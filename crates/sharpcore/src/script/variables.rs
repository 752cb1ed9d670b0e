//! 變數表與 `$name` 替換
//!
//! 每個腳本引擎擁有一張變數表，觸發器/別名匹配到的捕獲群組也會寫進來：
//! - 數字群組放在 `args`（`$1`, `$2`…）
//! - 具名群組直接成為頂層變數

use std::collections::HashMap;

use lazy_static::lazy_static;
use regex::{Captures, Regex};

use crate::pattern::MatchCaptures;

lazy_static! {
    // 依序嘗試：跳脫的 `\$`、`${name}`、`$name`
    static ref VARIABLE_RE: Regex = Regex::new(r"\\\$|\$\{(\w+)\}|\$(\w+)").unwrap();
}

/// 腳本變數表
#[derive(Debug, Clone, Default, PartialEq, Eq)]
pub struct Locals {
    /// 具名變數
    values: HashMap<String, String>,
    /// 最近一次匹配的數字捕獲群組（"1", "2", …）
    args: HashMap<String, String>,
}

impl Locals {
    /// 創建空的變數表
    pub fn new() -> Self {
        Self::default()
    }

    /// 讀取具名變數
    pub fn get(&self, name: &str) -> Option<&str> {
        self.values.get(name).map(String::as_str)
    }

    /// 設定具名變數
    pub fn set(&mut self, name: impl Into<String>, value: impl Into<String>) {
        self.values.insert(name.into(), value.into());
    }

    /// 移除具名變數
    pub fn remove(&mut self, name: &str) -> Option<String> {
        self.values.remove(name)
    }

    /// 讀取數字捕獲群組
    pub fn arg(&self, index: &str) -> Option<&str> {
        self.args.get(index).map(String::as_str)
    }

    /// 所有數字捕獲群組
    pub fn args(&self) -> &HashMap<String, String> {
        &self.args
    }

    /// 依名稱查詢：全數字的名稱查 `args`，其餘查具名變數
    pub fn lookup(&self, name: &str) -> Option<&str> {
        if !name.is_empty() && name.chars().all(|c| c.is_ascii_digit()) {
            self.arg(name)
        } else {
            self.get(name)
        }
    }

    /// 寫入一次匹配的捕獲群組，取代先前的 `args`
    pub fn apply_captures(&mut self, captures: &MatchCaptures) {
        self.args = captures
            .positional
            .iter()
            .enumerate()
            .map(|(i, value)| ((i + 1).to_string(), value.clone()))
            .collect();

        for (name, value) in &captures.named {
            self.values.insert(name.clone(), value.clone());
        }
    }

    /// 逐一列出具名變數
    pub fn iter(&self) -> impl Iterator<Item = (&str, &str)> {
        self.values.iter().map(|(k, v)| (k.as_str(), v.as_str()))
    }

    pub fn len(&self) -> usize {
        self.values.len()
    }

    pub fn is_empty(&self) -> bool {
        self.values.is_empty()
    }
}

/// 將文字中的 `$name` / `${name}` 替換為變數值
///
/// 找不到的變數替換為空字串；`\$` 還原為字面上的 `$`。
pub fn replace_variables(text: &str, locals: &Locals) -> String {
    if !text.contains('$') {
        return text.to_string();
    }

    VARIABLE_RE
        .replace_all(text, |caps: &Captures| {
            match caps.get(1).or_else(|| caps.get(2)) {
                Some(name) => locals.lookup(name.as_str()).unwrap_or_default().to_string(),
                None => "$".to_string(),
            }
        })
        .into_owned()
}

#[cfg(test)]
mod tests {
    use super::*;

    fn table(pairs: &[(&str, &str)]) -> Locals {
        let mut locals = Locals::new();
        for (k, v) in pairs {
            locals.set(*k, *v);
        }
        locals
    }

    #[test]
    fn test_replace_simple() {
        let locals = table(&[("n", "5")]);
        assert_eq!(replace_variables("$n", &locals), "5");
    }

    #[test]
    fn test_replace_braced() {
        let locals = table(&[("n", "5")]);
        assert_eq!(replace_variables("${n}X", &locals), "5X");
    }

    #[test]
    fn test_escaped_dollar() {
        assert_eq!(replace_variables("\\$n", &Locals::new()), "$n");
        assert_eq!(replace_variables("costs \\$5", &table(&[("5", "x")])), "costs $5");
    }

    #[test]
    fn test_missing_variable_is_empty() {
        assert_eq!(replace_variables("hp: $hp!", &Locals::new()), "hp: !");
    }

    #[test]
    fn test_positional_args() {
        let mut locals = Locals::new();
        locals.apply_captures(&MatchCaptures {
            positional: vec!["sword".to_string(), "orc".to_string()],
            ..Default::default()
        });
        assert_eq!(replace_variables("wield $1;kill $2", &locals), "wield sword;kill orc");
        assert_eq!(replace_variables("$3", &locals), "");
    }

    #[test]
    fn test_named_captures_become_variables() {
        let mut locals = Locals::new();
        locals.apply_captures(&MatchCaptures {
            positional: vec!["42".to_string()],
            named: vec![("gold".to_string(), "42".to_string())],
            ..Default::default()
        });
        assert_eq!(locals.get("gold"), Some("42"));
        assert_eq!(replace_variables("${gold}g", &locals), "42g");
    }

    #[test]
    fn test_captures_replace_previous_args() {
        let mut locals = Locals::new();
        locals.apply_captures(&MatchCaptures {
            positional: vec!["a".to_string(), "b".to_string()],
            ..Default::default()
        });
        locals.apply_captures(&MatchCaptures {
            positional: vec!["c".to_string()],
            ..Default::default()
        });
        assert_eq!(locals.arg("1"), Some("c"));
        assert_eq!(locals.arg("2"), None);
    }

    #[test]
    fn test_unclosed_brace_left_alone() {
        let locals = table(&[("n", "5")]);
        assert_eq!(replace_variables("${n", &locals), "${n");
    }
}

_PROBLEM STATEMENT_
In the listing above, find the line holding "use std::collections::HashMap;" and the line holding "if !name.is_empty() &&", then output those two lines and every line between them exactly.

_RESPONSE_
use std::collections::HashMap;

use lazy_static::lazy_static;
use regex::{Captures, Regex};

use crate::pattern::MatchCaptures;

lazy_static! {
    // 依序嘗試：跳脫的 `\$`、`${name}`、`$name`
    static ref VARIABLE_RE: Regex = Regex::new(r"\\\$|\$\{(\w+)\}|\$(\w+)").unwrap();
}

/// 腳本變數表
#[derive(Debug, Clone, Default, PartialEq, Eq)]
pub struct Locals {
    /// 具名變數
    values: HashMap<String, String>,
    /// 最近一次匹配的數字捕獲群組（"1", "2", …）
    args: HashMap<String, String>,
}

impl Locals {
    /// 創建空的變數表
    pub fn new() -> Self {
        Self::default()
    }

    /// 讀取具名變數
    pub fn get(&self, name: &str) -> Option<&str> {
        self.values.get(name).map(String::as_str)
    }

    /// 設定具名變數
    pub fn set(&mut self, name: impl Into<String>, value: impl Into<String>) {
        self.values.insert(name.into(), value.into());
    }

    /// 移除具名變數
    pub fn remove(&mut self, name: &str) -> Option<String> {
        self.values.remove(name)
    }

    /// 讀取數字捕獲群組
    pub fn arg(&self, index: &str) -> Option<&str> {
        self.args.get(index).map(String::as_str)
    }

    /// 所有數字捕獲群組
    pub fn args(&self) -> &HashMap<String, String> {
        &self.args
    }

    /// 依名稱查詢：全數字的名稱查 `args`，其餘查具名變數
    pub fn lookup(&self, name: &str) -> Option<&str> {
        if !name.is_empty() && name.chars().all(|c| c.is_ascii_digit()) {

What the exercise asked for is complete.